::: Extracted data

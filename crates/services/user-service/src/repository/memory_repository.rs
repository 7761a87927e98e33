//! In-memory user repository.
//!
//! Keeps users in a `HashMap` behind a `tokio::sync::RwLock`. The name and
//! email uniqueness rule is checked inside the same write lock as the insert,
//! so it behaves like the unique indexes of the SQL schema.

use std::collections::HashMap;

use async_trait::async_trait;
use tokio::sync::RwLock;

use common::{AppError, AppResult};
use domain::{Email, User, UserId, UserName};

use super::UserRepository;

#[derive(Default)]
struct Inner {
    users: HashMap<UserId, User>,
    // insertion order, for stable listings
    order: Vec<UserId>,
}

/// In-memory implementation of UserRepository.
#[derive(Default)]
pub struct InMemoryUserStore {
    inner: RwLock<Inner>,
}

impl InMemoryUserStore {
    pub fn new() -> Self {
        Self::default()
    }

    /// Number of stored users.
    pub async fn len(&self) -> usize {
        self.inner.read().await.users.len()
    }

    pub async fn is_empty(&self) -> bool {
        self.len().await == 0
    }
}

#[async_trait]
impl UserRepository for InMemoryUserStore {
    async fn save(&self, user: &User) -> AppResult<()> {
        let mut inner = self.inner.write().await;

        for other in inner.users.values().filter(|u| u.id() != user.id()) {
            if other.name() == user.name() {
                return Err(AppError::conflict(format!(
                    "name '{}' is held by user {}",
                    user.name(),
                    other.id()
                )));
            }
            if other.email() == user.email() {
                return Err(AppError::conflict(format!(
                    "email '{}' is held by user {}",
                    user.email(),
                    other.id()
                )));
            }
        }

        if inner.users.insert(user.id().clone(), user.clone()).is_none() {
            inner.order.push(user.id().clone());
        }

        Ok(())
    }

    async fn find_by_id(&self, id: &UserId) -> AppResult<Option<User>> {
        Ok(self.inner.read().await.users.get(id).cloned())
    }

    async fn find_by_name(&self, name: &UserName) -> AppResult<Option<User>> {
        let inner = self.inner.read().await;
        Ok(inner.users.values().find(|u| u.name() == name).cloned())
    }

    async fn find_by_email(&self, email: &Email) -> AppResult<Option<User>> {
        let inner = self.inner.read().await;
        Ok(inner.users.values().find(|u| u.email() == email).cloned())
    }

    async fn find_all(&self) -> AppResult<Vec<User>> {
        let inner = self.inner.read().await;
        Ok(inner
            .order
            .iter()
            .filter_map(|id| inner.users.get(id).cloned())
            .collect())
    }

    async fn delete(&self, id: &UserId) -> AppResult<()> {
        let mut inner = self.inner.write().await;

        if inner.users.remove(id).is_none() {
            return Err(AppError::NotFound);
        }
        inner.order.retain(|existing| existing != id);

        Ok(())
    }

    async fn exists_by_name(&self, name: &UserName) -> AppResult<bool> {
        let inner = self.inner.read().await;
        Ok(inner.users.values().any(|u| u.name() == name))
    }

    async fn exists_by_email(&self, email: &Email) -> AppResult<bool> {
        let inner = self.inner.read().await;
        Ok(inner.users.values().any(|u| u.email() == email))
    }
}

::::::

# Exercise details:
Transcribe all of the entries without altering anything.

# Output of the task:
filename crates/services/user-service/src/repository/memory_repository.rs
repository 7761a87927e98e33
//! In-memory user repository.
//!
//! Keeps users in a `HashMap` behind a `tokio::sync::RwLock`. The name and
//! email uniqueness rule is checked inside the same write lock as the insert,
//! so it behaves like the unique indexes of the SQL schema.

use std::collections::HashMap;

use async_trait::async_trait;
use tokio::sync::RwLock;

use common::{AppError, AppResult};
use domain::{Email, User, UserId, UserName};

use super::UserRepository;

#[derive(Default)]
struct Inner {
    users: HashMap<UserId, User>,
    // insertion order, for stable listings
    order: Vec<UserId>,
}

/// In-memory implementation of UserRepository.
#[derive(Default)]
pub struct InMemoryUserStore {
    inner: RwLock<Inner>,
}

impl InMemoryUserStore {
    pub fn new() -> Self {
        Self::default()
    }

    /// Number of stored users.
    pub async fn len(&self) -> usize {
        self.inner.read().await.users.len()
    }

    pub async fn is_empty(&self) -> bool {
        self.len().await == 0
    }
}

#[async_trait]
impl UserRepository for InMemoryUserStore {
    async fn save(&self, user: &User) -> AppResult<()> {
        let mut inner = self.inner.write().await;

        for other in inner.users.values().filter(|u| u.id() != user.id()) {
            if other.name() == user.name() {
                return Err(AppError::conflict(format!(
                    "name '{}' is held by user {}",
                    user.name(),
                    other.id()
                )));
            }
            if other.email() == user.email() {
                return Err(AppError::conflict(format!(
                    "email '{}' is held by user {}",
                    user.email(),
                    other.id()
                )));
            }
        }

        if inner.users.insert(user.id().clone(), user.clone()).is_none() {
            inner.order.push(user.id().clone());
        }

        Ok(())
    }

    async fn find_by_id(&self, id: &UserId) -> AppResult<Option<User>> {
        Ok(self.inner.read().await.users.get(id).cloned())
    }

    async fn find_by_name(&self, name: &UserName) -> AppResult<Option<User>> {
        let inner = self.inner.read().await;
        Ok(inner.users.values().find(|u| u.name() == name).cloned())
    }

    async fn find_by_email(&self, email: &Email) -> AppResult<Option<User>> {
        let inner = self.inner.read().await;
        Ok(inner.users.values().find(|u| u.email() == email).cloned())
    }

    async fn find_all(&self) -> AppResult<Vec<User>> {
        let inner = self.inner.read().await;
        Ok(inner
            .order
            .iter()
            .filter_map(|id| inner.users.get(id).cloned())
            .collect())
    }

    async fn delete(&self, id: &UserId) -> AppResult<()> {
        let mut inner = self.inner.write().await;

        if inner.users.remove(id).is_none() {
            return Err(AppError::NotFound);
        }
        inner.order.retain(|existing| existing != id);

        Ok(())
    }

    async fn exists_by_name(&self, name: &UserName) -> AppResult<bool> {
        let inner = self.inner.read().await;
        Ok(inner.users.values().any(|u| u.name() == name))
    }

    async fn exists_by_email(&self, email: &Email) -> AppResult<bool> {
        let inner = self.inner.read().await;
        Ok(inner.users.values().any(|u| u.email() == email))
    }
}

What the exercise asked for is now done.